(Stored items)
'''
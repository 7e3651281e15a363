pub mod error;
pub mod gas_price;
pub mod nonce_manager;

use ethwire_common::types::{Block, BlockHeader, BlockNumber};

/// Narrow read interface over the canonical chain, implemented by the block
/// tree / storage layer.
pub trait BlockAccess: Send + Sync {
    fn head_header(&self) -> Option<BlockHeader>;
    fn find_block(&self, number: BlockNumber) -> Option<Block>;
    fn genesis(&self) -> Option<Block>;
}
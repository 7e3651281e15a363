//! Recursive Length Prefix (RLP) encoding and decoding.
//!
//! RLP is the serialization format used across the Ethereum wire protocols
//! for structured data: protocol messages, headers, transactions, node
//! records.
//!
//! Types implement [`encode::RLPEncode`] and [`decode::RLPDecode`]; structs
//! are encoded as lists through the [`structs::Encoder`] and
//! [`structs::Decoder`] builders:
//!
//! ```rust
//! use ethwire_rlp::encode::RLPEncode;
//! use ethwire_rlp::decode::RLPDecode;
//!
//! let value: u64 = 42;
//! let encoded = value.encode_to_vec();
//! assert_eq!(u64::decode(&encoded).unwrap(), value);
//! ```

pub mod constants;
pub mod decode;
pub mod encode;
pub mod error;
pub mod structs;
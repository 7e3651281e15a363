use bytes::BufMut;
use ethwire_common::H512;
use ethwire_rlp::{
    decode::RLPDecode,
    encode::RLPEncode,
    error::RLPDecodeError,
    structs::{Decoder, Encoder},
};
use serde::Serialize;

use super::message::RLPxMessage;

/// p2p version after which frame payloads are snappy-compressed.
pub const SNAPPY_P2P_VERSION: u8 = 5;
/// p2p version we advertise.
pub const SUPPORTED_P2P_VERSION: u8 = 5;
/// The base capability always occupies message ids `0..16`.
pub const P2P_MESSAGE_SPACE: u8 = 16;

/// A named, versioned sub-protocol.
#[derive(Debug, Clone, PartialEq, Eq, Hash)]
pub struct Capability {
    pub protocol: String,
    pub version: u8,
}

impl Capability {
    pub fn new(protocol: impl Into<String>, version: u8) -> Self {
        Capability {
            protocol: protocol.into(),
            version,
        }
    }

    pub fn eth(version: u8) -> Self {
        Capability::new("eth", version)
    }

    pub fn p2p(version: u8) -> Self {
        Capability::new("p2p", version)
    }

    pub fn snap(version: u8) -> Self {
        Capability::new("snap", version)
    }

    /// Size of the message-id space the capability occupies.
    pub fn message_space(&self) -> u8 {
        match (self.protocol.as_str(), self.version) {
            ("p2p", _) => P2P_MESSAGE_SPACE,
            // eth/62 predates receipts and node data
            ("eth", ..=62) => 8,
            ("eth", _) => 17,
            ("snap", _) => 8,
            _ => 0,
        }
    }
}

impl std::fmt::Display for Capability {
    fn fmt(&self, f: &mut std::fmt::Formatter<'_>) -> std::fmt::Result {
        write!(f, "{}/{}", self.protocol, self.version)
    }
}

impl RLPEncode for Capability {
    fn encode(&self, buf: &mut dyn BufMut) {
        Encoder::new(buf)
            .encode_field(&self.protocol)
            .encode_field(&self.version)
            .finish();
    }
}

impl RLPDecode for Capability {
    fn decode_unfinished(rlp: &[u8]) -> Result<(Self, &[u8]), RLPDecodeError> {
        let decoder = Decoder::new(rlp)?;
        let (protocol, decoder): (String, _) = decoder.decode_field("protocol")?;
        let (version, decoder) = decoder.decode_field("version")?;
        let remaining = decoder.finish()?;
        Ok((Capability { protocol, version }, remaining))
    }
}

impl Serialize for Capability {
    fn serialize<S>(&self, serializer: S) -> Result<S::Ok, S::Error>
    where
        S: serde::Serializer,
    {
        serializer.serialize_str(&format!("{}/{}", self.protocol, self.version))
    }
}

// https://github.com/ethereum/devp2p/blob/master/rlpx.md#hello-0x00
#[derive(Debug, Clone)]
pub struct HelloMessage {
    pub protocol_version: u8,
    pub client_id: String,
    pub capabilities: Vec<Capability>,
    pub listen_port: u16,
    pub node_id: H512,
}

impl HelloMessage {
    pub fn new(
        client_id: String,
        mut capabilities: Vec<Capability>,
        listen_port: u16,
        node_id: H512,
    ) -> Self {
        // capability lists go out sorted by protocol code
        capabilities.sort_by(|a, b| {
            a.protocol
                .cmp(&b.protocol)
                .then(a.version.cmp(&b.version))
        });
        Self {
            protocol_version: SUPPORTED_P2P_VERSION,
            client_id,
            capabilities,
            listen_port,
            node_id,
        }
    }
}

impl RLPxMessage for HelloMessage {
    const CODE: u8 = 0x00;

    fn encode(&self, buf: &mut dyn BufMut) -> Result<(), ethwire_rlp::error::RLPEncodeError> {
        Encoder::new(buf)
            .encode_field(&self.protocol_version)
            .encode_field(&self.client_id)
            .encode_field(&self.capabilities)
            .encode_field(&self.listen_port)
            .encode_field(&self.node_id)
            .finish();
        Ok(())
    }

    fn decode(msg_data: &[u8]) -> Result<Self, RLPDecodeError> {
        // [protocolVersion: P, clientId: B, capabilities, listenPort: P, nodeId: B_64, ...]
        let decoder = Decoder::new(msg_data)?;
        let (protocol_version, decoder): (u8, _) = decoder.decode_field("protocolVersion")?;
        let (client_id, decoder): (String, _) = decoder.decode_field("clientId")?;
        // [[cap1, capVersion1], [cap2, capVersion2], ...]
        let (capabilities, decoder): (Vec<Capability>, _) = decoder.decode_field("capabilities")?;
        let (listen_port, decoder): (u16, _) = decoder.decode_field("listenPort")?;
        let (node_id, decoder): (H512, _) = decoder.decode_field("nodeId")?;
        // implementations must ignore any additional list elements
        let _padding = decoder.finish_unchecked();

        Ok(Self {
            protocol_version,
            client_id,
            capabilities,
            listen_port,
            node_id,
        })
    }
}

// https://github.com/ethereum/devp2p/blob/master/rlpx.md#disconnect-0x01
#[derive(Debug, Clone, Copy, PartialEq, Eq)]
pub enum DisconnectReason {
    DisconnectRequested = 0x00,
    NetworkError = 0x01,
    ProtocolError = 0x02,
    UselessPeer = 0x03,
    TooManyPeers = 0x04,
    AlreadyConnected = 0x05,
    IncompatibleVersion = 0x06,
    InvalidIdentity = 0x07,
    ClientQuitting = 0x08,
    UnexpectedIdentity = 0x09,
    SelfIdentity = 0x0a,
    PingTimeout = 0x0b,
    Other = 0x10,
    InvalidReason = 0xff,
}

impl std::fmt::Display for DisconnectReason {
    fn fmt(&self, f: &mut std::fmt::Formatter<'_>) -> std::fmt::Result {
        match self {
            DisconnectReason::DisconnectRequested => write!(f, "Disconnect Requested"),
            DisconnectReason::NetworkError => write!(f, "TCP Subsystem Error"),
            DisconnectReason::ProtocolError => write!(f, "Breach of Protocol"),
            DisconnectReason::UselessPeer => write!(f, "Useless Peer"),
            DisconnectReason::TooManyPeers => write!(f, "Too Many Peers"),
            DisconnectReason::AlreadyConnected => write!(f, "Already Connected"),
            DisconnectReason::IncompatibleVersion => {
                write!(f, "Incompatible P2P Protocol Version")
            }
            DisconnectReason::InvalidIdentity => write!(f, "Null Node Identity Received"),
            DisconnectReason::ClientQuitting => write!(f, "Client Quitting"),
            DisconnectReason::UnexpectedIdentity => write!(f, "Unexpected Identity in Handshake"),
            DisconnectReason::SelfIdentity => write!(f, "Identity is the Same as This Node"),
            DisconnectReason::PingTimeout => write!(f, "Ping Timeout"),
            DisconnectReason::Other => write!(f, "Some Other Reason Specific to a Subprotocol"),
            DisconnectReason::InvalidReason => write!(f, "Invalid Disconnect Reason"),
        }
    }
}

impl From<u8> for DisconnectReason {
    fn from(value: u8) -> Self {
        match value {
            0x00 => DisconnectReason::DisconnectRequested,
            0x01 => DisconnectReason::NetworkError,
            0x02 => DisconnectReason::ProtocolError,
            0x03 => DisconnectReason::UselessPeer,
            0x04 => DisconnectReason::TooManyPeers,
            0x05 => DisconnectReason::AlreadyConnected,
            0x06 => DisconnectReason::IncompatibleVersion,
            0x07 => DisconnectReason::InvalidIdentity,
            0x08 => DisconnectReason::ClientQuitting,
            0x09 => DisconnectReason::UnexpectedIdentity,
            0x0a => DisconnectReason::SelfIdentity,
            0x0b => DisconnectReason::PingTimeout,
            0x10 => DisconnectReason::Other,
            _ => DisconnectReason::InvalidReason,
        }
    }
}

impl From<DisconnectReason> for u8 {
    fn from(val: DisconnectReason) -> Self {
        val as u8
    }
}

#[derive(Debug, Clone)]
pub struct DisconnectMessage {
    pub reason: Option<DisconnectReason>,
}

impl DisconnectMessage {
    pub fn new(reason: Option<DisconnectReason>) -> Self {
        Self { reason }
    }

    pub fn reason(&self) -> DisconnectReason {
        self.reason.unwrap_or(DisconnectReason::InvalidReason)
    }
}

impl RLPxMessage for DisconnectMessage {
    const CODE: u8 = 0x01;

    fn encode(&self, buf: &mut dyn BufMut) -> Result<(), ethwire_rlp::error::RLPEncodeError> {
        match self.reason.map(Into::<u8>::into) {
            Some(value) => Encoder::new(buf).encode_field(&value).finish(),
            None => Vec::<u8>::new().encode(buf),
        }
        Ok(())
    }

    fn decode(msg_data: &[u8]) -> Result<Self, RLPDecodeError> {
        // the reason shows up encoded in a few different ways in the wild
        let reason = match msg_data.len() {
            0 => None,
            // as a single u8
            1 => Some(msg_data[0]),
            // as an RLP encoded list with one element
            _ => {
                let decoder = Decoder::new(msg_data)?;
                let (reason, _): (Option<u8>, _) = decoder.decode_optional_field();
                reason
            }
        };
        Ok(Self::new(reason.map(|r| r.into())))
    }
}

#[derive(Debug, Clone)]
pub struct PingMessage {}

impl RLPxMessage for PingMessage {
    const CODE: u8 = 0x02;

    fn encode(&self, buf: &mut dyn BufMut) -> Result<(), ethwire_rlp::error::RLPEncodeError> {
        Vec::<u8>::new().encode(buf);
        Ok(())
    }

    fn decode(msg_data: &[u8]) -> Result<Self, RLPDecodeError> {
        // data is an empty list; extra elements must be ignored
        let _ = Decoder::new(msg_data)?;
        Ok(Self {})
    }
}

#[derive(Debug, Clone)]
pub struct PongMessage {}

impl RLPxMessage for PongMessage {
    const CODE: u8 = 0x03;

    fn encode(&self, buf: &mut dyn BufMut) -> Result<(), ethwire_rlp::error::RLPEncodeError> {
        Vec::<u8>::new().encode(buf);
        Ok(())
    }

    fn decode(msg_data: &[u8]) -> Result<Self, RLPDecodeError> {
        let _ = Decoder::new(msg_data)?;
        Ok(Self {})
    }
}

/// Runtime capability announcement: tells the remote we just started
/// serving an additional sub-protocol, so both ends can extend their
/// message-id tables without a reconnect.
#[derive(Debug, Clone)]
pub struct AddCapabilityMessage {
    pub capability: Capability,
}

impl RLPxMessage for AddCapabilityMessage {
    const CODE: u8 = 0x04;

    fn encode(&self, buf: &mut dyn BufMut) -> Result<(), ethwire_rlp::error::RLPEncodeError> {
        Encoder::new(buf).encode_field(&self.capability).finish();
        Ok(())
    }

    fn decode(msg_data: &[u8]) -> Result<Self, RLPDecodeError> {
        let decoder = Decoder::new(msg_data)?;
        let (capability, decoder) = decoder.decode_field("capability")?;
        decoder.finish()?;
        Ok(Self { capability })
    }
}

#[cfg(test)]
mod tests {
    use super::*;
    use crate::rlpx::message::RLPxMessage;

    #[test]
    fn hello_round_trip_sorts_capabilities() {
        let hello = HelloMessage::new(
            "ethwire/v0.1.0".to_string(),
            vec![Capability::snap(1), Capability::eth(66), Capability::eth(65)],
            30303,
            H512::from_low_u64_be(3),
        );
        assert_eq!(
            hello
                .capabilities
                .iter()
                .map(ToString::to_string)
                .collect::<Vec<_>>(),
            vec!["eth/65", "eth/66", "snap/1"]
        );

        let mut buf = Vec::new();
        hello.encode(&mut buf).expect("encode");
        let decoded = HelloMessage::decode(&buf).expect("decode");
        assert_eq!(decoded.protocol_version, SUPPORTED_P2P_VERSION);
        assert_eq!(decoded.client_id, "ethwire/v0.1.0");
        assert_eq!(decoded.listen_port, 30303);
        assert_eq!(decoded.capabilities, hello.capabilities);
    }

    #[test]
    fn disconnect_reason_round_trip() {
        let msg = DisconnectMessage::new(Some(DisconnectReason::TooManyPeers));
        let mut buf = Vec::new();
        msg.encode(&mut buf).expect("encode");
        let decoded = DisconnectMessage::decode(&buf).expect("decode");
        assert_eq!(decoded.reason(), DisconnectReason::TooManyPeers);
    }

    #[test]
    fn disconnect_decodes_bare_byte() {
        let decoded = DisconnectMessage::decode(&[0x03]).expect("decode");
        assert_eq!(decoded.reason(), DisconnectReason::UselessPeer);
    }

    #[test]
    fn unknown_reason_maps_to_invalid() {
        assert_eq!(DisconnectReason::from(0x42), DisconnectReason::InvalidReason);
    }

    #[test]
    fn message_spaces() {
        assert_eq!(Capability::p2p(5).message_space(), 16);
        assert_eq!(Capability::eth(62).message_space(), 8);
        assert_eq!(Capability::eth(66).message_space(), 17);
        assert_eq!(Capability::snap(1).message_space(), 8);
    }
}
use bytes::BufMut;
use ethwire_common::types::{BlockHash, Receipt};
use ethwire_rlp::{
    decode::RLPDecode,
    encode::RLPEncode,
    error::{RLPDecodeError, RLPEncodeError},
    structs::{Decoder, Encoder},
};

use crate::rlpx::message::RLPxMessage;

// https://github.com/ethereum/devp2p/blob/master/caps/eth.md#getreceipts-0x0f
#[derive(Debug, Clone, PartialEq, Eq)]
pub struct GetReceipts {
    /// Mirrored by the response from eth/66 on; zero below.
    pub id: u64,
    pub block_hashes: Vec<BlockHash>,
}

impl GetReceipts {
    pub fn new(id: u64, block_hashes: Vec<BlockHash>) -> Self {
        Self { id, block_hashes }
    }
}

impl RLPxMessage for GetReceipts {
    const CODE: u8 = 0x0f;

    fn encode(&self, buf: &mut dyn BufMut) -> Result<(), RLPEncodeError> {
        self.block_hashes.encode(buf);
        Ok(())
    }

    fn decode(msg_data: &[u8]) -> Result<Self, RLPDecodeError> {
        let block_hashes = Vec::decode(msg_data)?;
        Ok(Self::new(0, block_hashes))
    }

    fn encode66(&self, buf: &mut dyn BufMut) -> Result<(), RLPEncodeError> {
        Encoder::new(buf)
            .encode_field(&self.id)
            .encode_field(&self.block_hashes)
            .finish();
        Ok(())
    }

    fn decode66(msg_data: &[u8]) -> Result<Self, RLPDecodeError> {
        let decoder = Decoder::new(msg_data)?;
        let (id, decoder): (u64, _) = decoder.decode_field("request-id")?;
        let (block_hashes, decoder) = decoder.decode_field("blockHashes")?;
        decoder.finish()?;
        Ok(Self::new(id, block_hashes))
    }
}

// https://github.com/ethereum/devp2p/blob/master/caps/eth.md#receipts-0x10
#[derive(Debug, Clone, PartialEq, Eq)]
pub struct Receipts {
    pub id: u64,
    /// One receipt list per requested block.
    pub receipts: Vec<Vec<Receipt>>,
}

impl Receipts {
    pub fn new(id: u64, receipts: Vec<Vec<Receipt>>) -> Self {
        Self { id, receipts }
    }
}

impl RLPxMessage for Receipts {
    const CODE: u8 = 0x10;

    fn encode(&self, buf: &mut dyn BufMut) -> Result<(), RLPEncodeError> {
        self.receipts.encode(buf);
        Ok(())
    }

    fn decode(msg_data: &[u8]) -> Result<Self, RLPDecodeError> {
        let receipts = Vec::decode(msg_data)?;
        Ok(Self::new(0, receipts))
    }

    fn encode66(&self, buf: &mut dyn BufMut) -> Result<(), RLPEncodeError> {
        Encoder::new(buf)
            .encode_field(&self.id)
            .encode_field(&self.receipts)
            .finish();
        Ok(())
    }

    fn decode66(msg_data: &[u8]) -> Result<Self, RLPDecodeError> {
        let decoder = Decoder::new(msg_data)?;
        let (id, decoder): (u64, _) = decoder.decode_field("request-id")?;
        let (receipts, decoder) = decoder.decode_field("receipts")?;
        decoder.finish()?;
        Ok(Self::new(id, receipts))
    }
}

#[cfg(test)]
mod tests {
    use super::*;
    use ethwire_common::types::TxType;

    #[test]
    fn receipts_eth66_round_trip() {
        let msg = Receipts::new(
            12,
            vec![
                vec![Receipt {
                    tx_type: TxType::Legacy,
                    succeeded: true,
                    cumulative_gas_used: 21_000,
                    ..Default::default()
                }],
                vec![],
            ],
        );
        let mut buf = Vec::new();
        msg.encode66(&mut buf).expect("encode");
        assert_eq!(Receipts::decode66(&buf).expect("decode"), msg);
    }

    #[test]
    fn get_receipts_eth65_round_trip() {
        let msg = GetReceipts::new(0, vec![BlockHash::from([3; 32])]);
        let mut buf = Vec::new();
        msg.encode(&mut buf).expect("encode");
        assert_eq!(GetReceipts::decode(&buf).expect("decode"), msg);
    }
}
pub mod handler;
pub mod messages;

pub use messages::{
    AccountRange, AccountRangeUnit, ByteCodes, GetAccountRange, GetByteCodes, GetStorageRanges,
    GetTrieNodes, StorageRanges, StorageSlot, TrieNodes,
};

pub const SUPPORTED_SNAP_VERSIONS: [u8; 1] = [1];
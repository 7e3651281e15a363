//! The eth wire-protocol endpoint of one session, versions 62 through 66.
//!
//! One state struct covers the whole version family; behavior differences
//! are decided per `(version, message)` instead of a handler chain. The
//! heavy message kinds (header/body/receipt/node-data/pooled-tx requests
//! and responses) go through a bounded queue drained by two workers, so a
//! peer spamming large payloads can never hold the session's read loop:
//! decoding happens in the workers, and a full queue disconnects the peer
//! instead of blocking.

use std::{
    collections::{HashMap, HashSet},
    sync::{
        Arc, Mutex, MutexGuard, Weak,
        atomic::{AtomicBool, Ordering},
    },
    time::Duration,
};

use async_trait::async_trait;
use bytes::Bytes;
use ethwire_common::{
    H256,
    types::{BlockBody, BlockHash, BlockHeader, Receipt},
};
use tokio::sync::mpsc;

use crate::{
    backend::{SyncBackend, TxPoolHandle},
    metrics::METRICS,
    node_stats::{NodeStats, NodeStatsRegistry, TransferSpeedKind},
    rlpx::{
        correlator::MessageDictionary,
        error::RLPxError,
        message::{Message, MessageProtocol, RLPxMessage},
        p2p::{Capability, DisconnectReason},
        session::{ProtocolHandler, ProtocolHandlerFactory, SessionHandle},
        utils::{log_peer_debug, log_peer_warn},
    },
};

use super::{
    ETH_VERSION_WITH_POOLED_TX, ETH_VERSION_WITH_REQUEST_ID, SUPPORTED_ETH_VERSIONS,
    blocks::{
        BlockBodies, BlockHeaders, GetBlockBodies, GetBlockHeaders, HashOrNumber, NewBlock,
        NewBlockHashes,
    },
    node_data::{GetNodeData, NodeData},
    receipts::{GetReceipts, Receipts},
    status::StatusMessage,
    transactions::{
        GetPooledTransactions, NEW_POOLED_TRANSACTION_HASHES_SOFT_LIMIT,
        NewPooledTransactionHashes, PooledTransactions, Transactions,
    },
};

/// Capacity of the heavy-message queue. The 33rd undrained message costs
/// the peer its session.
const INCOMING_QUEUE_SIZE: usize = 32;
/// Exactly this many workers drain the queue.
const INCOMING_WORKERS: usize = 2;

const STATUS_TIMEOUT: Duration = Duration::from_secs(10);
const PEER_REPLY_TIMEOUT: Duration = Duration::from_secs(5);
const TX_BROADCAST_INTERVAL: Duration = Duration::from_millis(500);

/// An undecoded eth frame parked for a worker. `Bytes` keeps the payload
/// refcounted: the queue holds one reference, dropped on either completion
/// or enqueue failure.
#[derive(Debug)]
struct RawEthFrame {
    code: u8,
    data: Bytes,
}

pub struct EthHandlerFactory {
    pub backend: Arc<dyn SyncBackend>,
    pub tx_pool: Arc<dyn TxPoolHandle>,
    pub stats: NodeStatsRegistry,
}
'''
◆ WHAT THE TASK ASKS: For each line of the data that has the word "chain", report that line.

◆ THE COMPLETED TASK:
/// Narrow read interface over the canonical chain, implemented by the block
//! are decided per `(version, message)` instead of a handler chain. The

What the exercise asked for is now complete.